The legendary booze-addled metal rocker turned reality-TV star comes clean in his tell-all autobiography.
Although brought up in the bleak British factory town of Aston, John “Ozzy” Osbourne’s tragicomic rags-to-riches tale is somehow quintessentially American. It’s an epic dream/nightmare that takes him from Winson Green prison in 1966 to a presidential dinner with George W. Bush in 2004. Tracing his adult life from petty thief and slaughterhouse worker to rock star, Osbourne’s first-person slang-and-expletive-driven style comes off like he’s casually relating his story while knocking back pints at the pub. “What you read here,” he writes, “is what dribbled out of the jelly I call my brain when I asked it for my life story.” During the late 1960s his transformation from inept shoplifter to notorious Black Sabbath frontman was unlikely enough. In fact, the band got its first paying gigs by waiting outside concert venues hoping the regularly scheduled act wouldn’t show. After a few years, Osbourne and his bandmates were touring America and becoming millionaires from their riff-heavy doom music. As expected, with success came personal excess and inevitable alienation from the other members of the group. But as a solo performer, Osbourne’s predilection for guns, drink, drugs, near-death experiences, cruelty to animals and relieving himself in public soon became the stuff of legend.
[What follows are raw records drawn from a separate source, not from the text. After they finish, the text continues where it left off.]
//! Persistence seam for invoicing-service.

use crate::error::InvoicingError;
use crate::models::{
    Customer, DueReminder, EmailReminder, Invoice, InvoiceStatus, InvoiceTotals, LineItem,
    NewCustomer, NewInvoice, NewReminder, ReminderStatus,
};
use async_trait::async_trait;
use chrono::{DateTime, Utc};
use rust_decimal::Decimal;
use uuid::Uuid;

/// Storage for customers, invoices and reminders.
///
/// Reads and writes driven by a caller are scoped by organization; a row in
/// another organization behaves as if it did not exist. The reminder
/// lifecycle operations used by the dispatcher run unscoped.
///
/// Conditional updates (`claim_reminder`, `cancel_reminder`, ...) must be
/// atomic: of two concurrent callers at most one observes success.
#[async_trait]
pub trait InvoiceStore: Send + Sync {
    async fn health_check(&self) -> Result<(), InvoicingError>;

    async fn create_customer(&self, input: &NewCustomer) -> Result<Customer, InvoicingError>;

    async fn get_customer(
        &self,
        organization_id: Uuid,
        customer_id: Uuid,
    ) -> Result<Option<Customer>, InvoicingError>;

    /// Delete a customer together with its invoices and their reminders.
    async fn delete_customer(
        &self,
        organization_id: Uuid,
        customer_id: Uuid,
    ) -> Result<bool, InvoicingError>;

    async fn create_invoice(&self, input: &NewInvoice) -> Result<Invoice, InvoicingError>;

    async fn get_invoice(
        &self,
        organization_id: Uuid,
        invoice_id: Uuid,
    ) -> Result<Option<Invoice>, InvoicingError>;

    /// Replace line items, tax rate and the derived totals in one write.
    async fn update_line_items(
        &self,
        organization_id: Uuid,
        invoice_id: Uuid,
        line_items: &[LineItem],
        tax_rate: Option<Decimal>,
        totals: InvoiceTotals,
    ) -> Result<Option<Invoice>, InvoicingError>;

    /// Move the invoice from `expected` to `status`. Returns `None` when the
    /// invoice is absent or no longer in `expected`. `payment_date: None`
    /// keeps the stored payment date.
    async fn update_invoice_status(
        &self,
        organization_id: Uuid,
        invoice_id: Uuid,
        expected: InvoiceStatus,
        status: InvoiceStatus,
        payment_date: Option<DateTime<Utc>>,
    ) -> Result<Option<Invoice>, InvoicingError>;

    async fn create_reminder(&self, input: &NewReminder) -> Result<EmailReminder, InvoicingError>;

    async fn get_reminder(
        &self,
        organization_id: Uuid,
        reminder_id: Uuid,
    ) -> Result<Option<EmailReminder>, InvoicingError>;

    async fn list_reminders_for_invoice(
        &self,
        organization_id: Uuid,
        invoice_id: Uuid,
    ) -> Result<Vec<EmailReminder>, InvoicingError>;

    /// All reminders in `status`, joined with their invoice and customer.
    async fn list_reminders_by_status(
        &self,
        status: ReminderStatus,
    ) -> Result<Vec<DueReminder>, InvoicingError>;

    /// Move a reminder from `scheduled` to `sending`. `false` when it was not
    /// `scheduled` any more.
    async fn claim_reminder(
        &self,
        reminder_id: Uuid,
        claimed_at: DateTime<Utc>,
    ) -> Result<bool, InvoicingError>;

    /// Move a claimed reminder to `sent` and stamp the invoice's
    /// `last_reminded_utc`.
    async fn mark_reminder_sent(
        &self,
        reminder_id: Uuid,
        sent_at: DateTime<Utc>,
    ) -> Result<bool, InvoicingError>;

    /// Count a failed attempt on a claimed reminder. It returns to
    /// `scheduled`, or becomes `failed` once `attempts` reaches
    /// `max_attempts`; a `max_attempts` of 0 fails it outright. Returns the
    /// resulting status, `None` when the reminder was not claimed.
    async fn record_send_failure(
        &self,
        reminder_id: Uuid,
        error: &str,
        max_attempts: u32,
    ) -> Result<Option<ReminderStatus>, InvoicingError>;

    /// Return reminders claimed before `claimed_before` to `scheduled`.
    async fn release_stale_claims(
        &self,
        claimed_before: DateTime<Utc>,
    ) -> Result<u64, InvoicingError>;

    /// Cancel a reminder that is still `scheduled`. `None` when the reminder
    /// is in another state.
    async fn cancel_reminder(
        &self,
        organization_id: Uuid,
        reminder_id: Uuid,
    ) -> Result<Option<EmailReminder>, InvoicingError>;
}
//! PostgreSQL `InvoiceStore` for invoicing-service.

use crate::error::InvoicingError;
use crate::models::{
    Customer, DueReminder, EmailReminder, Invoice, InvoiceStatus, InvoiceTotals, LineItem,
    NewCustomer, NewInvoice, NewReminder, ParseEnumError, ReminderStatus,
};
use crate::services::metrics::DB_QUERY_DURATION;
use crate::services::store::InvoiceStore;
use async_trait::async_trait;
use chrono::{DateTime, NaiveDate, Utc};
use rust_decimal::Decimal;
use sqlx::postgres::{PgPool, PgPoolOptions};
use sqlx::types::Json;
use sqlx::FromRow;
use std::collections::HashMap;
use std::time::Duration;
use tracing::{info, instrument};
use uuid::Uuid;

/// Database connection pool wrapper.
#[derive(Clone)]
pub struct Database {
    pool: PgPool,
}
His most infamous exploits—biting the head off a bat and accidentally urinating on the Alamo—are addressed, but they seem tame compared to other dark moments of his checkered past: nearly killing his wife Sharon during an alcohol-induced blackout, waking up after a bender in the middle of a busy highway, burning down his backyard, etc. Osbourne is confessional to a fault, jeopardizing his demonic-rocker reputation with glib remarks about his love for Paul McCartney and Robin Williams. The most distinguishing feature of the book is the staggering chapter-by-chapter accumulation of drunken mishaps, bodily dysfunctions and drug-induced mayhem over a 40-plus-year career—a résumé of anti-social atrocities comparable to any of rock ’n’ roll’s most reckless outlaws.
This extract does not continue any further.